The task
Every line that contains the word "BTreeSet" is to be copied from the listing.

Record excerpts
________________
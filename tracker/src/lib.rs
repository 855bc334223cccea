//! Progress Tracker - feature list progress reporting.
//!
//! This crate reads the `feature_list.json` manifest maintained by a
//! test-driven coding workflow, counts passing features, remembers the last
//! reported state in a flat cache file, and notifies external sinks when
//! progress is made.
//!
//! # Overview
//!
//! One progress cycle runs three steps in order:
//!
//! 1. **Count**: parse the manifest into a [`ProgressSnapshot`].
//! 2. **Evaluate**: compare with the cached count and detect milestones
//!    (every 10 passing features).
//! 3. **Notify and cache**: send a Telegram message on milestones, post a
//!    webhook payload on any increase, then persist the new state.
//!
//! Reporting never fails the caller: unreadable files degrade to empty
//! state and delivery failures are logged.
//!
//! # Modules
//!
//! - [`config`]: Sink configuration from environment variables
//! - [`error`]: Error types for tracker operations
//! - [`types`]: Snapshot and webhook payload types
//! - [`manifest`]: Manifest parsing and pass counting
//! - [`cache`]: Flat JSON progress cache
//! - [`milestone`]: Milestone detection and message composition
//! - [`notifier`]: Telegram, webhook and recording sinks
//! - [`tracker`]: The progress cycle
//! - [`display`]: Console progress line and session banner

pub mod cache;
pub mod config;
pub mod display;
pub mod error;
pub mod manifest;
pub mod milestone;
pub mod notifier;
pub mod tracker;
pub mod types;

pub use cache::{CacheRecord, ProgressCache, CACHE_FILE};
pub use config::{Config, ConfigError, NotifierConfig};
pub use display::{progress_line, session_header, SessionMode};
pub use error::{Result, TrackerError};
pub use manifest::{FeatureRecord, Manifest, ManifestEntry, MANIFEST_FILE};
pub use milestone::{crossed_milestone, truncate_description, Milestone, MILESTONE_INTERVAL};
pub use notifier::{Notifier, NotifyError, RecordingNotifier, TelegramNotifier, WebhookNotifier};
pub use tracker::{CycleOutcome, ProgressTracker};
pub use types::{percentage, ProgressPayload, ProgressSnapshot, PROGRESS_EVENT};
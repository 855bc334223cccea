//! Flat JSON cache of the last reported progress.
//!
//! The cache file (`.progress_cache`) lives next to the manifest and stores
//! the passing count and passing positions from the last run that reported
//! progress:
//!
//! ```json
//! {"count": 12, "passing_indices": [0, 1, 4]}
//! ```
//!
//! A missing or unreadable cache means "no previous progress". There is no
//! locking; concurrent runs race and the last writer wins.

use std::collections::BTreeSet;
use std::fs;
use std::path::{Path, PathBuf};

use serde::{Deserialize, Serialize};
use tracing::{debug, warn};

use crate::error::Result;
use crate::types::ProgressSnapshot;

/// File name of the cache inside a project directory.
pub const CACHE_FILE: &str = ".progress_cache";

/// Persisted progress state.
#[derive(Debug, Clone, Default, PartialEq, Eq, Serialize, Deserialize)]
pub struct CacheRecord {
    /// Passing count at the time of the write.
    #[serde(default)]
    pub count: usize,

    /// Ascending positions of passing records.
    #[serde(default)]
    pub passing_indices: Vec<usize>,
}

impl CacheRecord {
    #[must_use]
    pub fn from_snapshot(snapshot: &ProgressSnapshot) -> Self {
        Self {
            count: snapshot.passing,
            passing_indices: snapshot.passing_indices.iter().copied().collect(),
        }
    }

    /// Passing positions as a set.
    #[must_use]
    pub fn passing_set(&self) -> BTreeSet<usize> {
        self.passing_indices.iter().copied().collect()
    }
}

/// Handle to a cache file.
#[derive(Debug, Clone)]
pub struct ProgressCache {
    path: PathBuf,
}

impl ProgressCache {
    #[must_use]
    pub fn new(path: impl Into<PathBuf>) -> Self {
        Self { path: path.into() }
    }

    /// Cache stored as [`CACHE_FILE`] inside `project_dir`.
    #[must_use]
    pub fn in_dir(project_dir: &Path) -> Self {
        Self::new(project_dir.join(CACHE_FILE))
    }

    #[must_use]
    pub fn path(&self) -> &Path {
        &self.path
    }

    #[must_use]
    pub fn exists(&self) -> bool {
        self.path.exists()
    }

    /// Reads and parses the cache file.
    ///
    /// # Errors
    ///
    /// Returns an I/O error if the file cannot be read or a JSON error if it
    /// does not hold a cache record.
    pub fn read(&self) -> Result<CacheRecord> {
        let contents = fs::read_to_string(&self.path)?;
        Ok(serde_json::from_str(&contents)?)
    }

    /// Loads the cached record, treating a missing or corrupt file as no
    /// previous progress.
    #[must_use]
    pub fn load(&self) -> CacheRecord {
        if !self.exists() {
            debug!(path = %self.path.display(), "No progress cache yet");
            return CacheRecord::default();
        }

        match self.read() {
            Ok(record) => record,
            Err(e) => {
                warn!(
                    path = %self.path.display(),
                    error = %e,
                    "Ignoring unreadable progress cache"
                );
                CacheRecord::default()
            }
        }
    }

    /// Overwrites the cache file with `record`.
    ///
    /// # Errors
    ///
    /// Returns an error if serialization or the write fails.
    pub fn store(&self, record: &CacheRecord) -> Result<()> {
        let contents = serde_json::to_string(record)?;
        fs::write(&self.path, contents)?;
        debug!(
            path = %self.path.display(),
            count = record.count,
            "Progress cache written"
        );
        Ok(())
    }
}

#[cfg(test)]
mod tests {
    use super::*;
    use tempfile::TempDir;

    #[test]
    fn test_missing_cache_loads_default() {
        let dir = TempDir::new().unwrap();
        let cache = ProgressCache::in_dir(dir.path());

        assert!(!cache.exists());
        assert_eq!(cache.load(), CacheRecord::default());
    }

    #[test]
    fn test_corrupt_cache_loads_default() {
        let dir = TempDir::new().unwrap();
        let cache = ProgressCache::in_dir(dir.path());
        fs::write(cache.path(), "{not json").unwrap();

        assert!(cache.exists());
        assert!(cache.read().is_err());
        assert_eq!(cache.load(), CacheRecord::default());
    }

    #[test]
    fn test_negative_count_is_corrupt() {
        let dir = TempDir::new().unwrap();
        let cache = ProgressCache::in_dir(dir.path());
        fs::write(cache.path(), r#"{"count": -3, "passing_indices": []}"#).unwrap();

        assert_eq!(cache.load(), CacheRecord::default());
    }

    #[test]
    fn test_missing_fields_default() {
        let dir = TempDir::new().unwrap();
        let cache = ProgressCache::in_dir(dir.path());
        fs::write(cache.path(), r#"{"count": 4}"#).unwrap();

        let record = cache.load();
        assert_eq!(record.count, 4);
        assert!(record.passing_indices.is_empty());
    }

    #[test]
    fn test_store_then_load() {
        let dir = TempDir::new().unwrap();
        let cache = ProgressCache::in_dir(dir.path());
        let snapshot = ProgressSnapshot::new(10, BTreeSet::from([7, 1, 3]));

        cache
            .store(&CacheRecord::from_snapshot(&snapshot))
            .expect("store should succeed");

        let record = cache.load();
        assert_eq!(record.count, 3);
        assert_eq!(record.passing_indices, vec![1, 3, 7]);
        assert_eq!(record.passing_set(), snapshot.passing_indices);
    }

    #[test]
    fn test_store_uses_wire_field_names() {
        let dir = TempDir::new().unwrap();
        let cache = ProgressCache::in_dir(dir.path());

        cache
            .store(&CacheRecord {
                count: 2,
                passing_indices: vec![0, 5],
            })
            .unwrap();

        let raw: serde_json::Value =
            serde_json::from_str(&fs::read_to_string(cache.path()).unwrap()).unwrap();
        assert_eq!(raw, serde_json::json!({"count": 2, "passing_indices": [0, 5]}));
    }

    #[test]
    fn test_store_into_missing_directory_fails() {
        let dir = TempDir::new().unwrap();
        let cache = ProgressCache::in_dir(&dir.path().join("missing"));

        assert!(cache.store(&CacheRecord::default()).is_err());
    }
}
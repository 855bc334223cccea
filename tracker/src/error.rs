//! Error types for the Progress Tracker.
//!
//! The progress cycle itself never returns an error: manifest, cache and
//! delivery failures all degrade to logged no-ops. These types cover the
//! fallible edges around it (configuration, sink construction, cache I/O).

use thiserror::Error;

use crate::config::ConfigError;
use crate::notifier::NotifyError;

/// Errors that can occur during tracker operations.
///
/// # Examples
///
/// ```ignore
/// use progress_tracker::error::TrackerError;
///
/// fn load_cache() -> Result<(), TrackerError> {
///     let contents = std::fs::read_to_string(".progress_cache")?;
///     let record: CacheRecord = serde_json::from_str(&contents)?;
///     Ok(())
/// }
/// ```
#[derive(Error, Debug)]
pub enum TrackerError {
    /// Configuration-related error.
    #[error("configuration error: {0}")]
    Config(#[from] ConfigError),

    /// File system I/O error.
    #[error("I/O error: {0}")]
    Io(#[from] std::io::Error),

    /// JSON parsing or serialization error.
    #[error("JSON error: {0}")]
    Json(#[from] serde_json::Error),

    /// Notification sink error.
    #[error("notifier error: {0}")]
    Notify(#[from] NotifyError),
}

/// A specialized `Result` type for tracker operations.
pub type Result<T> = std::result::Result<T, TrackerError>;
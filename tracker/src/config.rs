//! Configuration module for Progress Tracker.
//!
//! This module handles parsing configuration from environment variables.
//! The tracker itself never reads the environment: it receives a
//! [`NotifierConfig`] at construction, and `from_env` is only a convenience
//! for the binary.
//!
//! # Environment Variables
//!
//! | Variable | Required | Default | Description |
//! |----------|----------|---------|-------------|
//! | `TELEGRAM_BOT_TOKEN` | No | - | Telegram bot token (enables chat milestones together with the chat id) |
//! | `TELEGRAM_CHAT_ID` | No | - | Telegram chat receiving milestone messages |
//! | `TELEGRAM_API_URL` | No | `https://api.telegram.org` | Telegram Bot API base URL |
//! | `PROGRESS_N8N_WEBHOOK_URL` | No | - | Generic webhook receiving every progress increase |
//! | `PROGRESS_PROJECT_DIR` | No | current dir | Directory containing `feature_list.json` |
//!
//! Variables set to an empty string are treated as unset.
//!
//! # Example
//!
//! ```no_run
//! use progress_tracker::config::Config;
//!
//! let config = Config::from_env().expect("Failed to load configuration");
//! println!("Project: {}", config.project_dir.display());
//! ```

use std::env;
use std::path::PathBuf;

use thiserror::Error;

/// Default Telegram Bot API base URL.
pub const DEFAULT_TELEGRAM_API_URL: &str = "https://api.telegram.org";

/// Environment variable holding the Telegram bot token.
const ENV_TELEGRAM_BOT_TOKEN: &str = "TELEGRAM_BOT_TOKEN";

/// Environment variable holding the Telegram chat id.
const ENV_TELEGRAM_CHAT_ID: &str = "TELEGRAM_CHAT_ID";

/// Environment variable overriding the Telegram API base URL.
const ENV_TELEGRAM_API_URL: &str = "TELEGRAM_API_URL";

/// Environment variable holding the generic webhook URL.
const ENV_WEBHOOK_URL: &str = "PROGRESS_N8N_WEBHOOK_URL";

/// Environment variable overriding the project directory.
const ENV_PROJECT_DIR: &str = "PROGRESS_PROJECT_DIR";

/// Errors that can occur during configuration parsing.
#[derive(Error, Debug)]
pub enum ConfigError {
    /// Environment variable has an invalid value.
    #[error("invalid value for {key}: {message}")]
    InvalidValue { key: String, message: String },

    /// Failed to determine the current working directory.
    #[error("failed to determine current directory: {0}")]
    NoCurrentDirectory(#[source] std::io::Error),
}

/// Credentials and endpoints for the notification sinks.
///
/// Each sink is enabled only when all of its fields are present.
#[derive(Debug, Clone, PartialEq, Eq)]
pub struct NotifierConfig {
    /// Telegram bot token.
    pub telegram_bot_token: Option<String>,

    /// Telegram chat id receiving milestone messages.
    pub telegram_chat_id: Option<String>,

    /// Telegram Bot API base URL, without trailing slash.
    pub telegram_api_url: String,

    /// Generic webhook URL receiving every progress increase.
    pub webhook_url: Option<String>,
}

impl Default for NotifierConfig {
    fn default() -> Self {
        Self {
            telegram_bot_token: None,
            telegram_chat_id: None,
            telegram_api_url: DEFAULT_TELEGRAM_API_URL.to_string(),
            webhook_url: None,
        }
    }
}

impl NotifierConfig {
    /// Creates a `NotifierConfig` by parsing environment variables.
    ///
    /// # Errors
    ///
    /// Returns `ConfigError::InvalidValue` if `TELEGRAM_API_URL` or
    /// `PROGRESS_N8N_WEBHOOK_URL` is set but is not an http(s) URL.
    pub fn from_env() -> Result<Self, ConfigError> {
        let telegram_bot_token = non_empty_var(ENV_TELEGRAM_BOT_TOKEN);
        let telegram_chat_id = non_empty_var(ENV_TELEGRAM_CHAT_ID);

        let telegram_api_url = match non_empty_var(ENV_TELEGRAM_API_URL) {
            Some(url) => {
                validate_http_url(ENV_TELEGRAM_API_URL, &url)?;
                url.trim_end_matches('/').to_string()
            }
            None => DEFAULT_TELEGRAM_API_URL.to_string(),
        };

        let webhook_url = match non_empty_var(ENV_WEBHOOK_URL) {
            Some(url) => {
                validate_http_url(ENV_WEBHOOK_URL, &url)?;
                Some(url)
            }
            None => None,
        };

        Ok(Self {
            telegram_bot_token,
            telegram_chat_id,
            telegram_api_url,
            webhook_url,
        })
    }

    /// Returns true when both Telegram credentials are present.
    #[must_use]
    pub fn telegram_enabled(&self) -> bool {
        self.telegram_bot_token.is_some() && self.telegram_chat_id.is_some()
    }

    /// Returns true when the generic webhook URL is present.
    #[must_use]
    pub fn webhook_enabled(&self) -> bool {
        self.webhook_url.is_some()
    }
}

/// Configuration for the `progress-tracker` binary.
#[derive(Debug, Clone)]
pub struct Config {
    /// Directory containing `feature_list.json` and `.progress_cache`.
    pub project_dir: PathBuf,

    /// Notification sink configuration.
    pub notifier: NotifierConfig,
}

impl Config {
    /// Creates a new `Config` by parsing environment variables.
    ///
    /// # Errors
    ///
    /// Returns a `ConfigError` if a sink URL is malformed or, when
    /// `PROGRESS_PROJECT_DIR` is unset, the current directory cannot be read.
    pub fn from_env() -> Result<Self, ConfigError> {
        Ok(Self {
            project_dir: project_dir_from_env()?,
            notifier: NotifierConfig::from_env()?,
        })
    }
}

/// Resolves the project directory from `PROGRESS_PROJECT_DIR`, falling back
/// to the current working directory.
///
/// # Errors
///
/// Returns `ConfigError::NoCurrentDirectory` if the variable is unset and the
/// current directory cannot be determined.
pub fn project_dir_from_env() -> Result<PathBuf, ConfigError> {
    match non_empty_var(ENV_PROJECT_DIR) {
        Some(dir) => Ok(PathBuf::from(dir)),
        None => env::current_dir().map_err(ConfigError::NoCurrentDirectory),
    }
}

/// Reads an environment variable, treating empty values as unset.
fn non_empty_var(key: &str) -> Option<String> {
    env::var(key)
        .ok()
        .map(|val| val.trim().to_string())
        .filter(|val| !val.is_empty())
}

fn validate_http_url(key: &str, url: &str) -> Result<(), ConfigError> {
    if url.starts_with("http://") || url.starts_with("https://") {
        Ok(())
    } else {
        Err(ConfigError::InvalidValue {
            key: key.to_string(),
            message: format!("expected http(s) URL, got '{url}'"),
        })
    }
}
________________
Written answer
use std::collections::BTreeSet;
    pub fn passing_set(&self) -> BTreeSet<usize> {
        let snapshot = ProgressSnapshot::new(10, BTreeSet::from([7, 1, 3]));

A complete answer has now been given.